MORE EXPERIENCE ON THE MICROAGGLUTINATION TEST IN THE DIAGNOSIS OF LEGIONELLA-PNEUMOPHILA INFECTION

  • 1 January 1986
    • journal article
    • research article
    • Vol. 9  (1) , 71-79
Abstract
The sensitivity of the indirect immunofluorescence (IFA) test in Legionella pneumophila infection is said to be maximal when a polyimmunoglobulin conjugate is used. However commercially available non-class-specific fluorescent antisera are not always sensitive enough to detect IgM antibodies as class-specific conjugates do. IFA test''s drawback is its inability to detect early stages of infection.
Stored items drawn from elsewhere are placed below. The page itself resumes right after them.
use std::fs::{self, File};
use std::io::{self, Read, Write};
use std::path::{Path, PathBuf};

use anyhow::{bail, Context, Result};
use chrono::Utc;
use serde::Serialize;
use serde_json::json;
use tracing::info;

use pastel_core::attachment::FileSource;
use pastel_core::{CreatePaste, NewAttachment, Paste, User};
use pastel_service::PasteService;

use crate::config::{Cli, Command};

const DEFAULT_MIME_TYPE: &str = "application/octet-stream";

/// Execute the parsed command against `svc`, writing results to `out`.
pub async fn run(cli: &Cli, svc: &dyn PasteService, out: &mut dyn Write) -> Result<()> {
    match &cli.command {
        Command::UserAdd { username } => {
            let user = svc.create_user(username).await?;
            if cli.json {
                print_json(out, &user)?;
            } else {
                writeln!(out, "created user {} ({})", user.username, user.id)?;
            }
        }

        Command::Create {
            file,
            slug,
            format,
            visibility,
            expires_in,
            attachments,
        } => {
            let actor = acting_user(cli, svc).await?;
            let content = match file {
                Some(path) => fs::read_to_string(path)
                    .with_context(|| format!("reading {}", path.display()))?,
                None => {
                    let mut content = String::new();
                    io::stdin()
                        .read_to_string(&mut content)
                        .context("reading stdin")?;
                    content
                }
            };

            let now = Utc::now();
            let mut req = CreatePaste::new(content, format.clone()).with_visibility(*visibility);
            if let Some(slug) = slug {
                req = req.with_slug(slug.clone());
            }
            if let Some(lifetime) = expires_in {
                req = req.with_expiry(now + *lifetime);
            }
            for arg in attachments {
                req = req.with_attachment(file_attachment(arg)?);
            }
            req.validate(now)?;

            let id = svc.create_paste(&actor.id, req).await?;
            let (paste, owner) = svc.get_paste_by_id(&actor.id, &id).await?;
            if cli.json {
                print_json(out, &json!({ "id": id, "owner": owner, "slug": paste.slug }))?;
            } else {
                writeln!(out, "{owner}/{}", paste.slug)?;
            }
        }

        Command::Show { owner, slug } => {
            let actor = acting_user(cli, svc).await?;
            let paste = svc.get_paste_by_slug(&actor.id, owner, slug).await?;
            if cli.json {
                print_json(out, &paste)?;
            } else {
                out.write_all(paste.content.as_bytes())?;
                if !paste.content.ends_with('\n') {
                    writeln!(out)?;
                }
            }
        }

        Command::Resolve { paste_id } => {
            let actor = acting_user(cli, svc).await?;
            let (paste, owner) = svc.get_paste_by_id(&actor.id, paste_id).await?;
            if cli.json {
                print_json(out, &json!({ "id": paste.id, "owner": owner, "slug": paste.slug }))?;
            } else {
                writeln!(out, "{owner}/{}", paste.slug)?;
            }
        }

        Command::Latest { limit } => {
            let pastes = svc.get_latest_public_pastes(*limit).await?;
            print_pastes(out, cli.json, &pastes)?;
        }

        Command::List { username } => {
            let actor = acting_user(cli, svc).await?;
            let pastes = svc.list_user_pastes(&actor.id, username).await?;
            print_pastes(out, cli.json, &pastes)?;
        }

        Command::Attachments { owner, slug } => {
            let actor = acting_user(cli, svc).await?;
            let attachments = svc.list_paste_attachments(&actor.id, owner, slug).await?;
            if cli.json {
                print_json(out, &attachments)?;
            } else {
                for a in &attachments {
                    writeln!(out, "{}\t{}\t{}\t{}", a.slug, a.mime_type, a.size, a.checksum)?;
                }
            }
        }

        Command::Attachment {
            owner,
            slug,
            attachment,
            output,
        } => {
            let actor = acting_user(cli, svc).await?;
            let mut download = svc
                .get_attachment(&actor.id, owner, slug, attachment)
                .await?;
            match output {
                Some(path) => {
                    let mut file = File::create(path)
                        .with_context(|| format!("creating {}", path.display()))?;
                    let n = io::copy(&mut download, &mut file)?;
                    info!(
                        "wrote {n} bytes of {} to {} (etag {})",
                        download.mime_type(),
                        path.display(),
                        download.etag()
                    );
                }
                None => {
                    io::copy(&mut download, out)?;
                }
            }
        }

        Command::Delete { paste_id } => {
            let actor = acting_user(cli, svc).await?;
            svc.delete_paste(&actor.id, paste_id).await?;
            if cli.json {
                print_json(out, &json!({ "deleted": paste_id }))?;
            } else {
                writeln!(out, "deleted {paste_id}")?;
            }
        }

        Command::PurgeExpired => {
            let purged = svc.purge_expired().await?;
            if cli.json {
                print_json(
                    out,
                    &json!({
                        "pastes": purged.pastes,
                        "attachments": purged.attachment_ids.len(),
                    }),
                )?;
            } else {
                writeln!(
                    out,
                    "purged {} paste(s), {} attachment(s)",
                    purged.pastes,
                    purged.attachment_ids.len()
                )?;
            }
        }

        Command::SweepOrphans => {
            let removed = svc.sweep_orphan_blobs().await?;
            if cli.json {
                print_json(out, &json!({ "removed": removed }))?;
            } else {
                writeln!(out, "removed {removed} orphaned blob(s)")?;
            }
        }

        Command::Check => {
            if !svc.is_healthy().await {
                bail!("metadata database is not reachable");
            }
            writeln!(out, "ok")?;
        }
    }
    Ok(())
}

async fn acting_user(cli: &Cli, svc: &dyn PasteService) -> Result<User> {
    svc.resolve_user(&cli.user)
        .await
        .with_context(|| format!("acting as '{}'", cli.user))
}

/// Build an attachment from `PATH[=MIME]`, named after the file.
fn file_attachment(arg: &str) -> Result<NewAttachment> {
    let (path, mime_type) = match arg.rsplit_once('=') {
        Some((path, mime)) if !mime.is_empty() => (path, mime),
        _ => (arg, DEFAULT_MIME_TYPE),
    };
    let path = PathBuf::from(path);
    let slug = file_name(&path)?;
    let size = fs::metadata(&path)
        .with_context(|| format!("reading {}", path.display()))?
        .len();
    let size = i64::try_from(size).context("attachment too large")?;
    Ok(NewAttachment::new(slug, mime_type, size, FileSource(path)))
}

fn file_name(path: &Path) -> Result<String> {
    match path.file_name().and_then(|n| n.to_str()) {
        Some(name) => Ok(name.to_string()),
        None => bail!("cannot name attachment {}", path.display()),
    }
}

fn print_json<T: Serialize + ?Sized>(out: &mut dyn Write, value: &T) -> Result<()> {
    serde_json::to_writer_pretty(&mut *out, value)?;
    writeln!(out)?;
    Ok(())
}

fn print_pastes(out: &mut dyn Write, json: bool, pastes: &[Paste]) -> Result<()> {
    if json {
        return print_json(out, pastes);
    }
    for p in pastes {
        let expiry = p
            .expires_at
            .map(|t| format!("expires {}", t.format("%Y-%m-%d %H:%M")))
            .unwrap_or_default();
        writeln!(
            out,
            "{}\t{}\t{}\t{}\t{expiry}",
            p.created_at.format("%Y-%m-%d %H:%M"),
            p.visibility,
            p.slug,
            p.content_format,
        )?;
    }
    Ok(())
}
We routinely performed the microagglutination (MA) test in order to check the reliability of this test alone in screening diagnostic work for L. pneumophila group 1 infections. The 252 sera tested were from suspected or confirmed legionellosis cases. Five-hundred and thirty sera from healthy-people, 49 sera from patients with serologically confirmed chlamydia, coxiella and mycoplasma pneumonia, and ten sera from patients with Pseudomonas aeruginosa infection were used as controls. There was a good agreement between IFA and MA tests, the MA proving almost as specific as, and in some cases more sensitive than the IFA test. This was particularly evident in early stages of infection. For these reasons, together with its low cost and the ease to perform, it appears that the MA test can be a useful screening test for presumpative cases of legionellosis even on a single serum specimen.